Health
DeltaMut: An Integrative Database of AlphaFold2-Derived Missense Variant Structures
Key Points
The widespread use of next-generation sequencing has led to a surge in the number of identified variants with uncertain effects on protein function. These variants pose a significant challenge in diagnostics and hinder patient treatment strategies. Numerous variant effect predictors (VEPs) are available to assess variant impact, but they primarily rely on sequence-derived information.
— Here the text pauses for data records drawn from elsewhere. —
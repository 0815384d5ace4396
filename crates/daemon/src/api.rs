//! Task API
//!
//! - `GET /`                   liveness message
//! - `GET /health`             health check
//! - `POST /tasks`             create a task and start it in the background
//! - `GET /tasks`              all tasks, newest first
//! - `GET /tasks/:id`          one task with its logs
//! - `POST /tasks/:id/cancel`  stop a queued or running task

use crate::executor::TaskExecutor;
use crate::runner::RunRequest;
use crate::state::StateManager;
use axum::{
    extract::{Path, State},
    http::StatusCode,
    response::{IntoResponse, Response},
    routing::{get, post},
    Json, Router,
};
use crmqa_common::{new_task_id, Error, LogEntry, Task, TaskState};
use serde::{Deserialize, Serialize};
use std::future::Future;
use std::sync::Arc;
use tower_http::cors::{Any, CorsLayer};
use tower_http::trace::TraceLayer;
use tracing::{error, info, warn};

/// Shared handler state
pub struct ApiState {
    pub state: StateManager,
    pub executor: TaskExecutor,
}

/// Task as returned by the API
#[derive(Debug, Clone, Serialize, Deserialize)]
pub struct TaskResponse {
    pub task_id: String,
    pub status: TaskState,
    pub result: Option<String>,
    pub logs: Vec<LogEntry>,
}

impl From<Task> for TaskResponse {
    fn from(task: Task) -> Self {
        Self {
            task_id: task.id,
            status: task.status,
            result: task.result,
            logs: task.logs,
        }
    }
}

/// Store and admission errors mapped onto HTTP statuses
pub struct ApiError(Error);

impl From<Error> for ApiError {
    fn from(e: Error) -> Self {
        Self(e)
    }
}

impl IntoResponse for ApiError {
    fn into_response(self) -> Response {
        let (status, detail) = match &self.0 {
            Error::NotFound { .. } => (StatusCode::NOT_FOUND, "Task not found".to_string()),
            Error::QueueFull { .. } => (StatusCode::TOO_MANY_REQUESTS, self.0.to_string()),
            Error::ShuttingDown => (StatusCode::SERVICE_UNAVAILABLE, self.0.to_string()),
            _ => {
                error!("Request failed: {}", self.0);
                (StatusCode::INTERNAL_SERVER_ERROR, self.0.to_string())
            }
        };
        (status, Json(serde_json::json!({ "detail": detail }))).into_response()
    }
}

/// Build the API router
pub fn router(api: Arc<ApiState>) -> Router {
    let cors = CorsLayer::new()
        .allow_origin(Any)
        .allow_methods(Any)
        .allow_headers(Any);

    Router::new()
        .route("/", get(root_handler))
        .route("/health", get(health_handler))
        .route("/tasks", post(create_task_handler).get(list_tasks_handler))
        .route("/tasks/:id", get(get_task_handler))
        .route("/tasks/:id/cancel", post(cancel_task_handler))
        .layer(TraceLayer::new_for_http())
        .layer(cors)
        .with_state(api)
}

/// Serve the API until `shutdown` resolves
pub async fn serve<F>(listen: &str, api: Arc<ApiState>, shutdown: F) -> anyhow::Result<()>
where
    F: Future<Output = ()> + Send + 'static,
{
    let listener = tokio::net::TcpListener::bind(listen).await?;
    info!("Task API listening on http://{}", listener.local_addr()?);

    axum::serve(listener, router(api))
        .with_graceful_shutdown(shutdown)
        .await?;
    Ok(())
}

async fn root_handler() -> impl IntoResponse {
    Json(serde_json::json!({ "message": "CRM QA task API is running" }))
}

async fn health_handler() -> impl IntoResponse {
    (StatusCode::OK, "ok")
}

async fn create_task_handler(
    State(api): State<Arc<ApiState>>,
    Json(req): Json<RunRequest>,
) -> Result<Json<TaskResponse>, ApiError> {
    let admission = api.executor.admit()?;

    let task_id = new_task_id();
    info!("Creating task {} (goal: {:?})", task_id, req.goal);
    api.state.db().create_task(&task_id, &req.parameters())?;

    api.executor.spawn(admission, task_id.clone(), req);

    Ok(Json(TaskResponse {
        task_id,
        status: TaskState::Pending,
        result: None,
        logs: Vec::new(),
    }))
}

async fn get_task_handler(
    State(api): State<Arc<ApiState>>,
    Path(id): Path<String>,
) -> Result<Json<TaskResponse>, ApiError> {
    let id = id.trim();
    let task = api
        .state
        .db()
        .get_task(id)?
        .ok_or_else(|| Error::task_not_found(id))?;
    Ok(Json(task.into()))
}

async fn list_tasks_handler(
    State(api): State<Arc<ApiState>>,
) -> Result<Json<Vec<TaskResponse>>, ApiError> {
    let tasks = api.state.db().list_tasks()?;
    Ok(Json(tasks.into_iter().map(TaskResponse::from).collect()))
}

async fn cancel_task_handler(
    State(api): State<Arc<ApiState>>,
    Path(id): Path<String>,
) -> Result<Response, ApiError> {
    let id = id.trim();
    if api.executor.cancel(id) {
        return Ok((
            StatusCode::ACCEPTED,
            Json(serde_json::json!({ "task_id": id, "cancelled": true })),
        )
            .into_response());
    }

    match api.state.db().get_task(id)? {
        Some(task) => {
            warn!("Cancel requested for inactive task {} ({})", id, task.status);
            let detail = if task.status.is_terminal() {
                format!("Task already {}", task.status)
            } else {
                format!("Task is {} but has no active run", task.status)
            };
            Ok((
                StatusCode::CONFLICT,
                Json(serde_json::json!({ "detail": detail })),
            )
                .into_response())
        }
        None => Err(Error::task_not_found(id).into()),
    }
}
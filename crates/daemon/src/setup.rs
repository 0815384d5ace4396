//! Scenario toolchain checks
//!
//! Scenarios need the script interpreter, the Playwright package and a
//! downloaded browser. `crmqad init` installs the browser; `crmqad` checks
//! the toolchain at startup and warns when something is missing.

use crate::config::RunnerConfig;
use std::path::PathBuf;
use std::process::Stdio;
use thiserror::Error;
use tokio::process::Command;
use tracing::{debug, info};

/// Toolchain failures
#[derive(Error, Debug)]
pub enum SetupError {
    #[error("{program} is not available")]
    Missing {
        program: String,
        #[source]
        source: std::io::Error,
    },

    #[error("`{command}` exited with code {code}: {stderr}")]
    Failed {
        command: String,
        code: i32,
        stderr: String,
    },
}

/// Versions reported by a healthy toolchain
#[derive(Debug, Clone, PartialEq, Eq)]
pub struct ToolVersions {
    pub interpreter: String,
    pub playwright: String,
}

/// The programs scenario runs depend on
pub struct Toolchain {
    interpreter: String,
    launcher: String,
    browser: String,
    scenarios_dir: PathBuf,
}

impl Toolchain {
    pub fn new(config: &RunnerConfig) -> Self {
        Self {
            interpreter: config.interpreter.clone(),
            launcher: config.playwright_launcher.clone(),
            browser: config.browser.clone(),
            scenarios_dir: config.scenarios_dir.clone(),
        }
    }

    /// Verify the interpreter and the Playwright CLI both run
    pub async fn check(&self) -> Result<ToolVersions, SetupError> {
        let interpreter = self.run(&self.interpreter, &["--version"]).await?;
        let playwright = self.run(&self.launcher, &["playwright", "--version"]).await?;
        Ok(ToolVersions {
            interpreter,
            playwright,
        })
    }

    /// Download the browser the scenarios launch
    pub async fn install_browser(&self) -> Result<(), SetupError> {
        info!("Installing Playwright browser: {}", self.browser);
        self.run(&self.launcher, &["playwright", "install", &self.browser])
            .await?;
        info!("Playwright browser installed");
        Ok(())
    }

    /// Run a tool to completion and return the first line of its stdout
    async fn run(&self, program: &str, args: &[&str]) -> Result<String, SetupError> {
        let mut command = Command::new(program);
        command
            .args(args)
            .env("npm_config_yes", "true")
            .stdin(Stdio::null())
            .stdout(Stdio::piped())
            .stderr(Stdio::piped());
        // Lets npx find the Playwright package installed next to the scenarios
        if self.scenarios_dir.is_dir() {
            command.current_dir(&self.scenarios_dir);
        }

        let rendered = format!("{} {}", program, args.join(" "));
        debug!("Running {}", rendered);

        let output = command.output().await.map_err(|source| SetupError::Missing {
            program: program.to_string(),
            source,
        })?;

        if !output.status.success() {
            return Err(SetupError::Failed {
                command: rendered,
                code: output.status.code().unwrap_or(-1),
                stderr: String::from_utf8_lossy(&output.stderr).trim().to_string(),
            });
        }

        Ok(String::from_utf8_lossy(&output.stdout)
            .lines()
            .next()
            .unwrap_or_default()
            .trim()
            .to_string())
    }
}

#[cfg(all(test, unix))]
mod tests {
    use super::*;

    /// `sh` stands in for npx and runs a fake `playwright` script from the
    /// scenarios directory
    fn toolchain(dir: &std::path::Path, fake_playwright: &str) -> Toolchain {
        std::fs::write(dir.join("playwright"), fake_playwright).unwrap();
        Toolchain::new(&RunnerConfig {
            interpreter: "true".into(),
            playwright_launcher: "sh".into(),
            scenarios_dir: dir.to_path_buf(),
            ..RunnerConfig::default()
        })
    }

    const FAKE_PLAYWRIGHT: &str = r#"case "$1" in
  --version) echo "Version 1.41.2" ;;
  install) echo "$@" > installed.txt ;;
  *) exit 2 ;;
esac
"#;

    #[tokio::test]
    async fn test_check_reports_playwright_version() {
        let dir = tempfile::tempdir().unwrap();
        let tools = toolchain(dir.path(), FAKE_PLAYWRIGHT);

        let versions = tools.check().await.unwrap();
        assert_eq!(versions.playwright, "Version 1.41.2");
    }

    #[tokio::test]
    async fn test_install_downloads_configured_browser() {
        let dir = tempfile::tempdir().unwrap();
        let tools = toolchain(dir.path(), FAKE_PLAYWRIGHT);

        tools.install_browser().await.unwrap();
        let args = std::fs::read_to_string(dir.path().join("installed.txt")).unwrap();
        assert_eq!(args.trim(), "install chromium");
    }

    #[tokio::test]
    async fn test_missing_interpreter_is_reported() {
        let dir = tempfile::tempdir().unwrap();
        let mut tools = toolchain(dir.path(), FAKE_PLAYWRIGHT);
        tools.interpreter = "/nonexistent/node".into();

        match tools.check().await {
            Err(SetupError::Missing { program, .. }) => assert_eq!(program, "/nonexistent/node"),
            other => panic!("unexpected result: {:?}", other),
        }
    }

    #[tokio::test]
    async fn test_failed_install_keeps_stderr() {
        let dir = tempfile::tempdir().unwrap();
        let tools = toolchain(dir.path(), "echo 'browser download failed' >&2\nexit 3\n");

        match tools.install_browser().await {
            Err(SetupError::Failed { code, stderr, .. }) => {
                assert_eq!(code, 3);
                assert_eq!(stderr, "browser download failed");
            }
            other => panic!("unexpected result: {:?}", other),
        }
    }
}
The widespread use of next-generation sequencing has led to a surge in the number of identified variants with uncertain effects on protein function. These variants pose a significant challenge in diagnostics and hinder patient treatment strategies. Numerous variant effect predictors (VEPs) are available to assess variant impact, but they primarily rely on sequence-derived information. The recent development of AlphaFold2 has raised questions about whether information retrieved from wild-type or predicted structures of missense variants can improve the predictive power of these algorithms. While the AlphaFold Protein Structure Database serves as a valuable resource for wild-type protein structures, a large-scale collection of missense variant structures is not available, limiting current efforts to wild-type conformations and a handful of modeled variants. To address this limitation, we developed DeltaMut, a comprehensive database containing over 77,000 protein structures, including 65,000 pathogenic and neutral missense variants. All structural models were generated using ParaFold, a high-performance computing-optimized implementation of AlphaFold2. The large-scale and systematic generation of variant protein structures distinguish DeltaMut as a unique resource for both expansive statistical studies and detailed, case-specific investigations of variant-induced structural changes. Furthermore, the DeltaMut database is freely accessible without registration.